• _What you are asked to do_:
Copy exactly, please, the lines of the data from its start through the line containing "use crate::WatchError;".

• _Material provided_:
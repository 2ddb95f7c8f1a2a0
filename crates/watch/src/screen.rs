// SPDX-License-Identifier: BUSL-1.1
// Copyright (c) 2026 Alfred Jean LLC

//! Screen output reconstruction.
//!
//! The server never sends output increments — every job record carries the
//! full accumulated text so far. [`ScreenOutput`] turns those snapshots back
//! into an append-only delta stream, coping with missed intermediate
//! versions by overlap reconciliation: the longest suffix of what was
//! already emitted that is also a prefix of the new snapshot marks where the
//! new content starts.

use tokio::sync::broadcast;
use tokio_util::sync::CancellationToken;

use strand_core::{JobId, SessionId};

use crate::channel::ChannelEvent;
use crate::fetch::FetchJob;
use crate::tracker::FETCH_TIMEOUT;
use crate::WatchError;

/// Per-job delta reconstructor. Owns the `previous` snapshot and the
/// one-time mangled-output warning flag; construct one per watch and discard
/// it when the watch ends.
#[derive(Debug, Default)]
pub struct ScreenOutput {
    previous: String,
    warned: bool,
}

impl ScreenOutput {
    pub fn new() -> Self {
        Self::default()
    }

    /// Feed the next full snapshot, returning the text not yet emitted.
    ///
    /// Best-effort under missed updates: when no overlap with the previous
    /// snapshot can be found the whole snapshot is returned and a warning is
    /// logged once for the lifetime of this reconstructor. Never panics,
    /// never re-emits and never drops text that was already returned.
    pub fn push(&mut self, current: &str) -> String {
        let delta = if let Some(suffix) = current.strip_prefix(self.previous.as_str()) {
            // Normal case: the server only ever appends.
            suffix.to_string()
        } else {
            let overlap = self.find_overlap(current);
            if overlap == 0 && !self.warned {
                self.warned = true;
                tracing::warn!("screen output mangled: no overlap with previously seen text");
            }
            current[overlap..].to_string()
        };
        self.previous = current.to_string();
        delta
    }

    /// Longest `k` (in bytes, on a char boundary) such that `previous` ends
    /// with `current[..k]`. Scans from the longest candidate down, so a
    /// repeated pattern resolves to the largest overlap.
    fn find_overlap(&self, current: &str) -> usize {
        for k in (0..=current.len()).rev() {
            if !current.is_char_boundary(k) {
                continue;
            }
            if self.previous.ends_with(&current[..k]) {
                return k;
            }
        }
        0
    }
}

/// Streams incremental output deltas for one job.
///
/// Same event filter and re-fetch as [`crate::JobTracker`], but purely a
/// text view: it does not end on terminal job states, only on cancellation
/// or loss of the channel. The caller cancels it once the tracker finishes.
pub struct OutputWatcher<F> {
    events: broadcast::Receiver<ChannelEvent>,
    fetcher: F,
    session_id: SessionId,
    job_id: JobId,
    cancel: CancellationToken,
    screen: ScreenOutput,
    done: bool,
}

impl<F: FetchJob> OutputWatcher<F> {
    pub fn new(
        events: broadcast::Receiver<ChannelEvent>,
        fetcher: F,
        session_id: SessionId,
        job_id: JobId,
    ) -> Self {
        Self {
            events,
            fetcher,
            session_id,
            job_id,
            cancel: CancellationToken::new(),
            screen: ScreenOutput::new(),
            done: false,
        }
    }

    /// Use an externally-owned cancellation token instead of the default
    /// internal one.
    pub fn with_cancellation(mut self, cancel: CancellationToken) -> Self {
        self.cancel = cancel;
        self
    }

    /// Next non-empty output delta.
    pub async fn next(&mut self) -> Option<Result<String, WatchError>> {
        if self.done {
            return None;
        }
        loop {
            let event = tokio::select! {
                _ = self.cancel.cancelled() => {
                    self.done = true;
                    return None;
                }
                recv = self.events.recv() => recv,
            };

            match event {
                Ok(ChannelEvent::Event(ev)) if ev.is_for_job(self.job_id.as_str()) => {}
                Ok(ChannelEvent::Event(_)) => continue,
                Ok(ChannelEvent::Closed) | Err(broadcast::error::RecvError::Closed) => {
                    self.done = true;
                    return Some(Err(WatchError::Closed));
                }
                Ok(ChannelEvent::Errored(reason)) => {
                    self.done = true;
                    return Some(Err(WatchError::Connection(reason)));
                }
                Ok(ChannelEvent::Malformed(reason)) => {
                    self.done = true;
                    return Some(Err(WatchError::Protocol(reason)));
                }
                Err(broadcast::error::RecvError::Lagged(missed)) => {
                    tracing::warn!(job_id = %self.job_id, missed, "event stream lagged");
                    continue;
                }
            }

            let fetch = self.fetcher.fetch_job(&self.session_id, &self.job_id);
            let record = match tokio::time::timeout(FETCH_TIMEOUT, fetch).await {
                Ok(Ok(record)) => record,
                Ok(Err(e)) => {
                    self.done = true;
                    return Some(Err(WatchError::Fetch(e)));
                }
                Err(_) => {
                    self.done = true;
                    return Some(Err(WatchError::FetchTimeout));
                }
            };

            if self.cancel.is_cancelled() {
                self.done = true;
                return None;
            }

            // Records with no output yet are skipped, not treated as resets.
            let Some(current) = record.screen_output else {
                continue;
            };
            let delta = self.screen.push(&current);
            if delta.is_empty() {
                continue;
            }
            return Some(Ok(delta));
        }
    }
}

#[cfg(test)]
#[path = "screen_tests.rs"]
mod tests;
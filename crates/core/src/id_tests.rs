// SPDX-License-Identifier: BUSL-1.1
// Copyright (c) 2026 Alfred Jean LLC

use super::*;

#[test]
fn job_id_display() {
    let id = JobId::new("job-abc123");
    assert_eq!(id.to_string(), "job-abc123");
}

#[test]
fn job_id_equality() {
    let id1 = JobId::new("j-1");
    let id2 = JobId::new("j-1");
    let id3 = JobId::new("j-2");

    assert_eq!(id1, id2);
    assert_ne!(id1, id3);
}

#[test]
fn job_id_from_str() {
    let id: JobId = "abc".into();
    assert_eq!(id.as_str(), "abc");
    assert_eq!(id, "abc");
}

#[test]
fn job_id_serde_transparent() {
    let id = SessionId::new("sess-9");
    let json = serde_json::to_string(&id).unwrap();
    assert_eq!(json, "\"sess-9\"");

    let parsed: SessionId = serde_json::from_str(&json).unwrap();
    assert_eq!(parsed, id);
}

#[test]
fn empty_id() {
    let id = JobId::default();
    assert!(id.is_empty());
    assert!(!JobId::new("x").is_empty());
}
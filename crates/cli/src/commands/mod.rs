// SPDX-License-Identifier: BUSL-1.1
// Copyright (c) 2026 Alfred Jean LLC

//! CLI command implementations

pub mod dataset;
mod follow;
pub mod job;
pub mod login;
pub mod run;
pub mod session;

use anyhow::Result;

use strand_client::{Config, RestClient};
use strand_core::SessionId;

use crate::exit_error::ExitError;

/// Build a REST client from the stored configuration.
pub(crate) fn client() -> Result<RestClient> {
    let config = Config::load()?;
    if config.server_url.is_empty() {
        return Err(ExitError::usage(
            "no server configured: run `strand login --url <server>` or set STRAND_SERVER_URL",
        )
        .into());
    }
    Ok(RestClient::new(config)?)
}

/// Resolve the session to operate on: `--session` flag, then the
/// STRAND_SESSION environment variable.
pub(crate) fn resolve_session(arg: Option<&str>) -> Result<SessionId> {
    if let Some(s) = arg {
        return Ok(SessionId::from(s));
    }
    match std::env::var("STRAND_SESSION") {
        Ok(s) if !s.is_empty() => Ok(SessionId::from(s.as_str())),
        _ => Err(ExitError::usage(
            "no session selected: pass --session <id> or set STRAND_SESSION",
        )
        .into()),
    }
}
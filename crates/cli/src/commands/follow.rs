// SPDX-License-Identifier: BUSL-1.1
// Copyright (c) 2026 Alfred Jean LLC

//! Live follow loop shared by `strand run --follow` and `strand job follow`.
//!
//! One event channel, three consumers: the job tracker drives the loop and
//! decides the exit status, while screen output and result datasets stream
//! from side tasks. Output deltas go to stdout verbatim; everything else is
//! prefixed with `* `.

use std::io::Write;
use std::sync::Arc;
use std::time::Duration;

use anyhow::Result;
use tokio_util::sync::CancellationToken;

use strand_client::RestClient;
use strand_core::{JobId, JobRecord, SessionId};
use strand_watch::{DatasetWatcher, EventChannel, JobTracker, OutputWatcher, WatchError};

use crate::exit_error::ExitError;

/// How long the side tasks get to drain trailing events after the job
/// reaches a terminal state.
const DRAIN_WINDOW: Duration = Duration::from_millis(250);

pub(crate) async fn follow_job(
    client: Arc<RestClient>,
    session: SessionId,
    job_id: JobId,
) -> Result<()> {
    let config = client.config();
    let token = config.require_token()?.to_string();
    let events_base = config.events_base();
    let channel = EventChannel::open(&events_base, &session, &token).await?;

    let cancel = CancellationToken::new();

    // All consumers subscribe before the first REST read so nothing slips
    // through between the snapshot and the stream.
    let mut tracker = JobTracker::new(
        channel.subscribe(),
        client.clone(),
        session.clone(),
        job_id.clone(),
    )
    .with_cancellation(cancel.clone());
    let mut output = OutputWatcher::new(
        channel.subscribe(),
        client.clone(),
        session.clone(),
        job_id.clone(),
    )
    .with_cancellation(cancel.clone());
    let mut datasets = DatasetWatcher::new(
        channel.subscribe(),
        client.clone(),
        session.clone(),
        job_id.clone(),
    )
    .with_cancellation(cancel.clone());

    // The job may already be terminal; events alone would never tell us.
    let initial = client.get_job(&session, &job_id).await?;
    print_state(&initial);
    if initial.state.is_terminal() {
        if let Some(text) = initial.screen_output.as_deref() {
            print!("{text}");
            std::io::stdout().flush()?;
        }
        for ds in client.list_datasets(&session).await? {
            if ds.produced_by(&job_id) {
                println!("* dataset created: {} {}", ds.name, ds.dataset_id);
            }
        }
        channel.close();
        if initial.state.is_terminal_failure() {
            let err = WatchError::JobFailed {
                state: initial.state,
                state_detail: initial.state_detail,
            };
            return Err(ExitError::job_failure(err.to_string()).into());
        }
        return Ok(());
    }

    let output_task = tokio::spawn(async move {
        while let Some(delta) = output.next().await {
            match delta {
                Ok(text) => {
                    print!("{text}");
                    let _ = std::io::stdout().flush();
                }
                Err(err) => {
                    tracing::debug!(%err, "output stream stopped");
                    break;
                }
            }
        }
    });
    let dataset_task = tokio::spawn(async move {
        while let Some(item) = datasets.next().await {
            match item {
                Ok(ds) => println!("* dataset created: {} {}", ds.name, ds.dataset_id),
                Err(err) => {
                    tracing::debug!(%err, "dataset stream stopped");
                    break;
                }
            }
        }
    });

    let mut last_key = (initial.state.clone(), initial.state_detail.clone());
    let outcome = loop {
        match tracker.next().await {
            Some(Ok(record)) => {
                let key = (record.state.clone(), record.state_detail.clone());
                if key != last_key {
                    print_state(&record);
                    last_key = key;
                }
                if record.state.is_terminal_success() {
                    break Ok(());
                }
            }
            Some(Err(err @ WatchError::JobFailed { .. })) => {
                break Err(ExitError::job_failure(err.to_string()).into());
            }
            Some(Err(err)) => break Err(anyhow::Error::from(err)),
            None => {
                break Err(anyhow::anyhow!(
                    "event stream ended before job {job_id} finished"
                ));
            }
        }
    };

    // Final output and dataset events may still be in flight.
    tokio::time::sleep(DRAIN_WINDOW).await;
    cancel.cancel();
    channel.close();
    let _ = output_task.await;
    let _ = dataset_task.await;

    outcome
}

fn print_state(record: &JobRecord) {
    println!("{}", format_state_line(record));
}

/// `* RUNNING (building index)` — detail in parentheses only when present.
fn format_state_line(record: &JobRecord) -> String {
    match record.state_detail.as_deref().filter(|d| !d.is_empty()) {
        Some(detail) => format!("* {} ({detail})", record.state),
        None => format!("* {}", record.state),
    }
}

#[cfg(test)]
#[path = "follow_tests.rs"]
mod tests;
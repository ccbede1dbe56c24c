//! `warden observe` - feed one human message to the approval listener.

use std::io::Read;
use std::process::ExitCode;

use anyhow::Result;
use colored::Colorize;
use warden_gate::{GateConfig, Listener, ListenerOutcome};

pub(crate) fn run(config: &GateConfig, message: &[String]) -> Result<ExitCode> {
    let text = if message.is_empty() {
        let mut buf = String::new();
        std::io::stdin().read_to_string(&mut buf)?;
        buf
    } else {
        message.join(" ")
    };

    let outcome = Listener::open(config).observe(&text);
    match outcome {
        ListenerOutcome::Ignored => {},
        ListenerOutcome::Approved { code } => {
            println!("{}", format!("approved request {code}").green());
        },
        ListenerOutcome::Rejected { code, reason } => {
            // Advisory only: the human sees why, nothing else changes.
            match code {
                Some(code) => println!("{}", format!("not approved ({code}): {reason}").yellow()),
                None => println!("{}", format!("not approved: {reason}").yellow()),
            }
        },
    }

    // The approval channel never blocks or fails the human's flow.
    Ok(ExitCode::SUCCESS)
}
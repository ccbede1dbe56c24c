//! Cryptographic error types.

use thiserror::Error;

/// Errors that can occur during cryptographic operations.
#[derive(Debug, Error)]
pub enum CryptoError {
    /// The key file does not exist.
    ///
    /// Surfaced separately from other I/O failures so operators get a
    /// remediation hint (`warden keygen`) instead of a bare ENOENT.
    #[error("key file not found at {path}; provision one with `warden keygen`")]
    KeyFileMissing {
        /// Path that was checked.
        path: String,
    },

    /// Invalid key length.
    #[error("invalid key length: expected {expected} bytes, got {actual}")]
    InvalidKeyLength {
        /// Expected length in bytes.
        expected: usize,
        /// Actual length in bytes.
        actual: usize,
    },

    /// Invalid MAC length.
    #[error("invalid MAC length: expected {expected} bytes, got {actual}")]
    InvalidMacLength {
        /// Expected length in bytes.
        expected: usize,
        /// Actual length in bytes.
        actual: usize,
    },

    /// Invalid hex encoding.
    #[error("invalid hex encoding")]
    InvalidHexEncoding,

    /// I/O error (e.g. reading/writing the key file).
    #[error("I/O error: {0}")]
    IoError(String),
}

/// Result type for cryptographic operations.
pub type CryptoResult<T> = Result<T, CryptoError>;
//! `warden check` - the decision call.

use std::process::ExitCode;

use anyhow::{bail, Result};
use colored::Colorize;
use warden_gate::{Gate, GateConfig, Verdict};
use warden_policy::OperationId;

/// Exit code for a denial. Distinct from 1 so callers can tell "denied"
/// from "the tool itself failed" - though both must be treated as
/// not-allowed.
const DENY_EXIT: u8 = 2;

pub(crate) fn run(
    config: &GateConfig,
    group: &str,
    name: &str,
    args: &[String],
    json: bool,
) -> Result<ExitCode> {
    let operation = OperationId::new(group, name);
    let arguments = parse_arguments(args)?;

    let gate = Gate::open(config);
    let verdict = match gate.check(&operation, arguments) {
        Ok(verdict) => verdict,
        // Registry I/O failure: fail closed, surfaced as an error.
        Err(e) => {
            eprintln!("{}", format!("DENIED: {operation}: {e}").red());
            return Ok(ExitCode::from(DENY_EXIT));
        },
    };

    if json {
        println!("{}", serde_json::to_string_pretty(&verdict)?);
    } else {
        match &verdict {
            Verdict::Allow => println!("{}", format!("ALLOWED: {operation}").green()),
            Verdict::Deny(denial) => println!("{}", denial.instruction.yellow()),
        }
    }

    Ok(if verdict.is_allowed() {
        ExitCode::SUCCESS
    } else {
        ExitCode::from(DENY_EXIT)
    })
}

/// Parse repeated `key=value` arguments into the review snapshot.
fn parse_arguments(args: &[String]) -> Result<serde_json::Map<String, serde_json::Value>> {
    let mut map = serde_json::Map::new();
    for arg in args {
        let Some((key, value)) = arg.split_once('=') else {
            bail!("argument {arg:?} is not of the form key=value");
        };
        map.insert(
            key.to_owned(),
            serde_json::Value::String(value.to_owned()),
        );
    }
    Ok(map)
}
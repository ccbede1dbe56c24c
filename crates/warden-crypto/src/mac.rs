//! Keyed message-authentication codes over structured fields.
//!
//! MACs bind registry records to the shared secret: a `pending` record
//! proves the gate created it, and an `approved` record proves the
//! approval listener (not the gated agent) performed the transition.

use std::fmt;

use serde::{Deserialize, Serialize};
use subtle::ConstantTimeEq;
use zeroize::ZeroizeOnDrop;

use crate::error::CryptoError;
use crate::keystore::{SecretKey, KEY_LEN};

/// A 32-byte keyed BLAKE3 tag.
///
/// Serialized as a hex string in the registry file. Equality is
/// constant-time so a forger learns nothing from comparison timing.
#[derive(Clone, Copy)]
pub struct Mac([u8; 32]);

impl Mac {
    /// Get the raw tag bytes.
    #[must_use]
    pub const fn as_bytes(&self) -> &[u8; 32] {
        &self.0
    }

    /// Encode as hex string.
    #[must_use]
    pub fn to_hex(&self) -> String {
        hex::encode(self.0)
    }

    /// Decode from hex string.
    ///
    /// # Errors
    ///
    /// Returns an error if the string is not valid hex or not 32 bytes.
    pub fn from_hex(s: &str) -> Result<Self, CryptoError> {
        let bytes = hex::decode(s).map_err(|_| CryptoError::InvalidHexEncoding)?;
        if bytes.len() != 32 {
            return Err(CryptoError::InvalidMacLength {
                expected: 32,
                actual: bytes.len(),
            });
        }
        let mut tag = [0u8; 32];
        tag.copy_from_slice(&bytes);
        Ok(Self(tag))
    }
}

impl PartialEq for Mac {
    fn eq(&self, other: &Self) -> bool {
        self.0.ct_eq(&other.0).into()
    }
}

impl Eq for Mac {}

impl fmt::Debug for Mac {
    fn fmt(&self, f: &mut fmt::Formatter<'_>) -> fmt::Result {
        write!(f, "Mac({})", &self.to_hex()[..16])
    }
}

impl fmt::Display for Mac {
    fn fmt(&self, f: &mut fmt::Formatter<'_>) -> fmt::Result {
        write!(f, "{}", self.to_hex())
    }
}

impl Serialize for Mac {
    fn serialize<S>(&self, serializer: S) -> Result<S::Ok, S::Error>
    where
        S: serde::Serializer,
    {
        serializer.serialize_str(&self.to_hex())
    }
}

impl<'de> Deserialize<'de> for Mac {
    fn deserialize<D>(deserializer: D) -> Result<Self, D::Error>
    where
        D: serde::Deserializer<'de>,
    {
        let s = String::deserialize(deserializer)?;
        Self::from_hex(&s).map_err(serde::de::Error::custom)
    }
}

/// Signs and verifies field tuples with the shared secret.
///
/// Fields are length-prefixed before hashing, so no two distinct field
/// tuples can produce the same input stream (`["ab", "c"]` never collides
/// with `["a", "bc"]`). A signer can only be constructed from a loaded
/// [`SecretKey`]; callers that fail to load the key have no signer and
/// must treat every signature as unverifiable (fail-closed).
#[derive(ZeroizeOnDrop)]
pub struct MacSigner {
    key: [u8; KEY_LEN],
}

impl MacSigner {
    /// Create a signer over the shared secret.
    #[must_use]
    pub fn new(key: &SecretKey) -> Self {
        Self {
            key: *key.as_bytes(),
        }
    }

    /// Compute the MAC over a tuple of fields.
    #[must_use]
    pub fn sign(&self, fields: &[&str]) -> Mac {
        let mut hasher = blake3::Hasher::new_keyed(&self.key);
        for field in fields {
            hasher.update(&(field.len() as u64).to_le_bytes());
            hasher.update(field.as_bytes());
        }
        Mac(*hasher.finalize().as_bytes())
    }

    /// Verify a MAC over a tuple of fields (constant-time comparison).
    #[must_use]
    pub fn verify(&self, fields: &[&str], mac: &Mac) -> bool {
        self.sign(fields) == *mac
    }
}

impl fmt::Debug for MacSigner {
    fn fmt(&self, f: &mut fmt::Formatter<'_>) -> fmt::Result {
        write!(f, "MacSigner(..)")
    }
}
//! Warden Crypto - Cryptographic primitives for the authorization gate.
//!
//! This crate provides:
//! - A symmetric secret key with secure memory handling, provisioned once
//!   and read-only at runtime
//! - Keyed BLAKE3 message-authentication codes over structured fields
//!
//! # Security Philosophy
//!
//! **Cryptography over trust.** The agent being gated is assumed to be able
//! to read and rewrite every file except the key file. Authorization state
//! is therefore only honored when its MAC checks out against the shared
//! secret that both the gate and the approval listener read.
//!
//! # Example
//!
//! ```no_run
//! use warden_crypto::{MacSigner, SecretKey};
//!
//! let key = SecretKey::load_or_provision("/var/lib/warden/warden.key")?;
//! let signer = MacSigner::new(&key);
//!
//! let mac = signer.sign(&["K7M3Q9", "payments", "charge"]);
//! assert!(signer.verify(&["K7M3Q9", "payments", "charge"], &mac));
//! assert!(!signer.verify(&["K7M3Q9", "payments", "refund"], &mac));
//! # Ok::<(), warden_crypto::CryptoError>(())
//! ```

#![deny(unsafe_code)]
#![deny(missing_docs)]
#![deny(clippy::all)]
#![warn(unreachable_pub)]
#![deny(clippy::unwrap_used)]
#![cfg_attr(test, allow(clippy::unwrap_used))]

mod error;
mod keystore;
mod mac;

pub use error::{CryptoError, CryptoResult};
pub use keystore::SecretKey;
pub use mac::{Mac, MacSigner};
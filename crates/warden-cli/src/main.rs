//! Warden CLI - human-gated action authorization.
//!
//! The host runtime invokes `warden check` before each sensitive
//! operation and reads the verdict off the exit code: 0 allows, 2
//! denies. The human's chat transport invokes `warden observe` with
//! each message from the approval authority; that command always exits
//! 0 because the approval channel must never block the human's own
//! interaction flow.

#![deny(unsafe_code)]
#![deny(missing_docs)]
#![deny(clippy::all)]
#![warn(unreachable_pub)]
#![deny(clippy::unwrap_used)]
#![cfg_attr(test, allow(clippy::unwrap_used))]

use std::path::PathBuf;
use std::process::ExitCode;

use clap::{Parser, Subcommand};
use warden_gate::GateConfig;

mod commands;

use commands::{check, keygen, observe, pending, policy};

/// Warden - human-gated action authorization.
#[derive(Parser)]
#[command(name = "warden")]
#[command(author, version, about, long_about = None)]
struct Cli {
    /// Directory holding warden state (policy, key, registry)
    #[arg(long, global = true, env = "WARDEN_STATE_DIR")]
    state_dir: Option<PathBuf>,

    /// Override the policy file location
    #[arg(long, global = true)]
    policy: Option<PathBuf>,

    /// Override the key file location
    #[arg(long, global = true)]
    key: Option<PathBuf>,

    /// Override the registry file location
    #[arg(long, global = true)]
    registry: Option<PathBuf>,

    /// Treat an absent policy file as "nothing configured yet" and allow
    /// (bootstrap installs only; the default fails closed)
    #[arg(long, global = true)]
    allow_when_policy_absent: bool,

    /// Enable verbose output
    #[arg(short, long, global = true)]
    verbose: bool,

    #[command(subcommand)]
    command: Commands,
}

#[derive(Subcommand)]
enum Commands {
    /// Decide one attempted operation (exit 0 allows, exit 2 denies)
    Check {
        /// Operation group (e.g. payments)
        group: String,

        /// Operation name (e.g. charge)
        name: String,

        /// Operation argument as key=value, repeatable; shown to the
        /// human for review
        #[arg(long = "arg", value_name = "KEY=VALUE")]
        args: Vec<String>,

        /// Emit the verdict as JSON on stdout
        #[arg(long)]
        json: bool,
    },

    /// Feed one human message to the approval listener (always exits 0)
    Observe {
        /// The message text; read from stdin when omitted
        message: Vec<String>,
    },

    /// Provision the secret key file
    Keygen,

    /// List live authorization requests
    Pending {
        /// Emit JSON on stdout
        #[arg(long)]
        json: bool,
    },

    /// Inspect protection policy
    Policy {
        #[command(subcommand)]
        command: PolicyCommands,
    },
}

#[derive(Subcommand)]
enum PolicyCommands {
    /// Show the loaded policy and its load state
    Show,
}

fn main() -> ExitCode {
    let cli = Cli::parse();
    init_tracing(cli.verbose);

    let config = build_config(&cli);
    let result = match cli.command {
        Commands::Check {
            ref group,
            ref name,
            ref args,
            json,
        } => check::run(&config, group, name, args, json),
        Commands::Observe { ref message } => observe::run(&config, message),
        Commands::Keygen => keygen::run(&config),
        Commands::Pending { json } => pending::run(&config, json),
        Commands::Policy {
            command: PolicyCommands::Show,
        } => policy::run(&config),
    };

    match result {
        Ok(code) => code,
        Err(e) => {
            eprintln!("error: {e:#}");
            ExitCode::FAILURE
        },
    }
}

/// Logs go to stderr so stdout stays clean for JSON verdicts.
fn init_tracing(verbose: bool) {
    use tracing_subscriber::EnvFilter;

    let default_filter = if verbose { "debug" } else { "warn" };
    let filter = EnvFilter::try_from_default_env()
        .unwrap_or_else(|_| EnvFilter::new(default_filter));
    tracing_subscriber::fmt()
        .with_env_filter(filter)
        .with_writer(std::io::stderr)
        .init();
}

/// One explicit configuration struct, sourced here and nowhere else.
fn build_config(cli: &Cli) -> GateConfig {
    let state_dir = cli
        .state_dir
        .clone()
        .unwrap_or_else(default_state_dir);
    let mut config = GateConfig::new(state_dir)
        .with_allow_when_policy_absent(cli.allow_when_policy_absent);
    if let Some(path) = &cli.policy {
        config = config.with_policy_path(path);
    }
    if let Some(path) = &cli.key {
        config = config.with_key_path(path);
    }
    if let Some(path) = &cli.registry {
        config = config.with_registry_path(path);
    }
    config
}

fn default_state_dir() -> PathBuf {
    directories::ProjectDirs::from("dev", "warden", "warden")
        .map_or_else(|| PathBuf::from(".warden"), |dirs| dirs.data_dir().to_path_buf())
}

• _Expected output_:
repository 2ddb95f7c8f1a2a0
filename crates/watch/src/screen.rs
// SPDX-License-Identifier: BUSL-1.1
// Copyright (c) 2026 Alfred Jean LLC

//! Screen output reconstruction.
//!
//! The server never sends output increments — every job record carries the
//! full accumulated text so far. [`ScreenOutput`] turns those snapshots back
//! into an append-only delta stream, coping with missed intermediate
//! versions by overlap reconciliation: the longest suffix of what was
//! already emitted that is also a prefix of the new snapshot marks where the
//! new content starts.

use tokio::sync::broadcast;
use tokio_util::sync::CancellationToken;

use strand_core::{JobId, SessionId};

use crate::channel::ChannelEvent;
use crate::fetch::FetchJob;
use crate::tracker::FETCH_TIMEOUT;
use crate::WatchError;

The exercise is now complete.